Tras un silencio que me parece eterno, arquea ligeramente una ceja, respira hondo y me mira fijamente.
– Lo que acabo de oír me deja estupefacto, Amín, y eso me parte el corazón y el alma. Por grande que sea tu pena, no tienes derecho a blasfemar así. Me hablas de tu esposa y no me oyes hablar de tu patria. Que tú reniegues de la tuya no obliga a los demás a renunciar a la suya. Aquellos que la reclaman a voz en grito ofrendan su vida por ella a diario. Ésos no se conforman con malvivir en el desprecio ajeno y propio. Decencia o muerte, libertad o tumba, dignidad o carnicería. Y no habrá pena ni duelo que les impida pelear por lo que consideran, con razón, por otra parte, la esencia de su existencia: el honor. «La felicidad no es el premio de la virtud. Es la propia virtud.»

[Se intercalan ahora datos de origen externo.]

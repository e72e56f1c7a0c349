//! The typed program tree the evaluator consumes.
//!
//! The lexer, parser, and checker live outside this crate; what arrives here
//! is already resolved. Every expression carries its final [`Type`], every
//! call site carries its callee shape, match nodes are pre-sorted into the
//! five dispatch flavours, and binary operators are type-specialised. The
//! evaluator trusts these guarantees: no undefined references, correct arity
//! (subject to labelled-argument reorder and `Maybe` auto-wrap), exhaustive
//! matches.

use std::sync::Arc;

use strum::IntoStaticStr;

use crate::{
    error::CodeLoc,
    types::{EnumDef, ExternalFunctionDef, FunctionDef, StructDef, Type},
};

/// A complete, checked program: all loaded modules plus the entry path.
#[derive(Debug)]
pub struct Program {
    pub modules: Vec<Arc<Module>>,
    /// Path of the module evaluation starts from.
    pub entry: Arc<str>,
}

/// One program unit, keyed by its module path.
#[derive(Debug)]
pub struct Module {
    pub path: Arc<str>,
    pub body: Block,
}

/// A statement sequence. The block's value is the value of its final
/// expression statement, or `Void` when it ends with anything else.
#[derive(Debug, Default)]
pub struct Block {
    pub stmts: Vec<Stmt>,
}

impl Block {
    #[must_use]
    pub fn new(stmts: Vec<Stmt>) -> Self {
        Self { stmts }
    }
}

/// A statement.
#[derive(Debug)]
pub enum Stmt {
    /// `let name = value` / `mut name = value`. The declared type is applied
    /// to the value at the binding point.
    Let {
        name: Arc<str>,
        ty: Type,
        mutable: bool,
        value: Expr,
    },
    /// Reassignment of a name or a field path.
    Assign { target: AssignTarget, value: Expr },
    /// An expression in statement position.
    Expr(Expr),
    While {
        cond: Expr,
        body: Block,
    },
    /// Inclusive numeric range loop.
    ForRange {
        var: Arc<str>,
        start: Expr,
        end: Expr,
        body: Block,
    },
    /// Iteration over a string, list, or map subject. The second binding is
    /// the byte index (strings), ordinal index (lists), or value (maps).
    ForIn {
        bind: Arc<str>,
        bind_extra: Option<Arc<str>>,
        subject: Expr,
        body: Block,
    },
    Break {
        loc: CodeLoc,
    },
    /// Struct declaration: registers methods and statics, produces no value.
    Struct(Arc<StructDef>),
    /// Enum declaration; variants are referenced through the definition.
    Enum(Arc<EnumDef>),
    /// Named function definition, bound as a closure in the current scope.
    Function(Arc<FunctionDef>),
    /// Foreign function declaration, bound as a foreign closure.
    ExternalFunction(Arc<ExternalFunctionDef>),
}

/// The left side of a reassignment.
#[derive(Debug)]
pub enum AssignTarget {
    Name(Arc<str>),
    /// `base.path[0].path[1]… = value`; every step but the last resolves to
    /// a struct value.
    Field { base: Expr, path: Vec<Arc<str>> },
}

/// A typed expression node.
#[derive(Debug)]
pub struct Expr {
    pub kind: ExprKind,
    /// The checker's resolved type for this node.
    pub ty: Type,
    pub loc: CodeLoc,
}

impl Expr {
    #[must_use]
    pub fn new(kind: ExprKind, ty: Type, loc: CodeLoc) -> Self {
        Self { kind, ty, loc }
    }
}

/// A call argument, optionally labelled with a parameter name.
#[derive(Debug)]
pub struct Arg {
    pub label: Option<Arc<str>>,
    pub value: Expr,
}

impl Arg {
    #[must_use]
    pub fn positional(value: Expr) -> Self {
        Self { label: None, value }
    }

    pub fn labelled(label: impl Into<Arc<str>>, value: Expr) -> Self {
        Self {
            label: Some(label.into()),
            value,
        }
    }
}

/// An expression shape.
#[derive(Debug)]
pub enum ExprKind {
    Void,
    Int(i64),
    Float(f64),
    Bool(bool),
    Str(Arc<str>),
    /// String template: chunks are rendered through `to_str` and joined in
    /// source order. Literal chunks are plain `Str` expressions.
    Template(Vec<Expr>),
    ListLit(Vec<Expr>),
    MapLit(Vec<(Expr, Expr)>),
    StructLit {
        def: Arc<StructDef>,
        /// Field initialisers in source order; the checker guarantees every
        /// declared field appears exactly once.
        fields: Vec<(Arc<str>, Expr)>,
    },
    EnumLit {
        def: Arc<EnumDef>,
        tag: usize,
    },
    /// Name lookup through the scope chain. The receiver inside methods is
    /// the reserved name `@`.
    Ident(Arc<str>),
    /// Struct field access.
    Field {
        target: Box<Expr>,
        name: Arc<str>,
    },
    Unary {
        op: UnaryOp,
        operand: Box<Expr>,
    },
    /// Type-specialised binary operation; the checker already selected the
    /// variant, the evaluator dispatches directly.
    Binary {
        op: BinaryOp,
        lhs: Box<Expr>,
        rhs: Box<Expr>,
    },
    /// Short-circuit `and`: yields the left value when it is false.
    And {
        lhs: Box<Expr>,
        rhs: Box<Expr>,
    },
    /// Short-circuit `or`: yields the left value when it is true.
    Or {
        lhs: Box<Expr>,
        rhs: Box<Expr>,
    },
    /// `if` / `else if` chain with an optional trailing `else`.
    If {
        arms: Vec<(Expr, Block)>,
        fallback: Option<Block>,
    },
    Match(Box<Match>),
    /// Call of a first-class function value.
    Call {
        callee: Box<Expr>,
        args: Vec<Arg>,
    },
    /// Instance method call, dispatched on the receiver's runtime type.
    MethodCall {
        target: Box<Expr>,
        method: Arc<str>,
        args: Vec<Arg>,
    },
    /// Static call on a type: `Point::new(…)`, `Int::from_str(…)`.
    StaticCall {
        target: Type,
        name: Arc<str>,
        args: Vec<Arg>,
    },
    /// Module-qualified call routed through the module registry.
    ModuleCall {
        module: Arc<str>,
        func: Arc<str>,
        args: Vec<Arg>,
    },
    /// Anonymous function; captures the scope it is evaluated in.
    Lambda(Arc<FunctionDef>),
    /// The `try` operator, with an optional `-> name { … }` catch block.
    Try {
        operand: Box<Expr>,
        catch: Option<CatchArm>,
    },
    /// Unconditional unwind with a message.
    Panic(Box<Expr>),
    /// Explicit deep copy; inserted by the checker on mutable reassignment
    /// of immutable sources.
    Copy(Box<Expr>),
}

/// The catch block of a `try` expression.
#[derive(Debug)]
pub struct CatchArm {
    pub bind: Arc<str>,
    pub body: Block,
}

/// A pattern match, pre-sorted by subject type.
#[derive(Debug)]
pub struct Match {
    pub subject: Expr,
    pub arms: MatchArms,
}

/// The five match flavours, dispatched by the subject's checked type.
#[derive(Debug)]
pub enum MatchArms {
    Maybe {
        some_bind: Arc<str>,
        some: Block,
        none: Block,
    },
    Result {
        ok_bind: Arc<str>,
        ok: Block,
        err_bind: Arc<str>,
        err: Block,
    },
    Bool {
        truthy: Block,
        falsy: Block,
    },
    /// Cases keyed by variant tag, with an optional catch-all.
    Enum {
        cases: Vec<(usize, Block)>,
        fallback: Option<Block>,
    },
    /// Cases keyed by the concrete type name of the subject's runtime type.
    /// The chosen branch binds the subject under the literal name `it`.
    Union {
        cases: Vec<(Arc<str>, Block)>,
        fallback: Option<Block>,
    },
    /// Literal cases are searched before range cases; ranges are closed
    /// intervals and first match wins.
    Int {
        literals: Vec<(i64, Block)>,
        ranges: Vec<(i64, i64, Block)>,
        fallback: Option<Block>,
    },
}

/// Unary operators.
#[derive(Debug, Clone, Copy, PartialEq, Eq, IntoStaticStr)]
pub enum UnaryOp {
    Not,
    NegInt,
    NegFloat,
}

/// Type-specialised binary operators.
#[derive(Debug, Clone, Copy, PartialEq, Eq, IntoStaticStr)]
pub enum BinaryOp {
    IntAdd,
    IntSub,
    IntMul,
    IntDiv,
    IntMod,
    FloatAdd,
    FloatSub,
    FloatMul,
    FloatDiv,
    StrConcat,
    IntLt,
    IntLe,
    IntGt,
    IntGe,
    FloatLt,
    FloatLe,
    FloatGt,
    FloatGe,
    /// Structural for primitives, identity for aggregates.
    Eq,
    Ne,
}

Da una palmada. El coloso aparece tras la puerta. Se acabó la entrevista.
Antes de despedirse añade:
– Me das mucha pena, doctor Amín Jaafari. Está claro que no hemos tomado el mismo camino. Aunque estuviésemos meses y años intentando entendernos, ninguno de los dos escucharía al otro. Así pues, no merece la pena seguir. Vuelve a tu casa. No tenemos nada más que decirnos.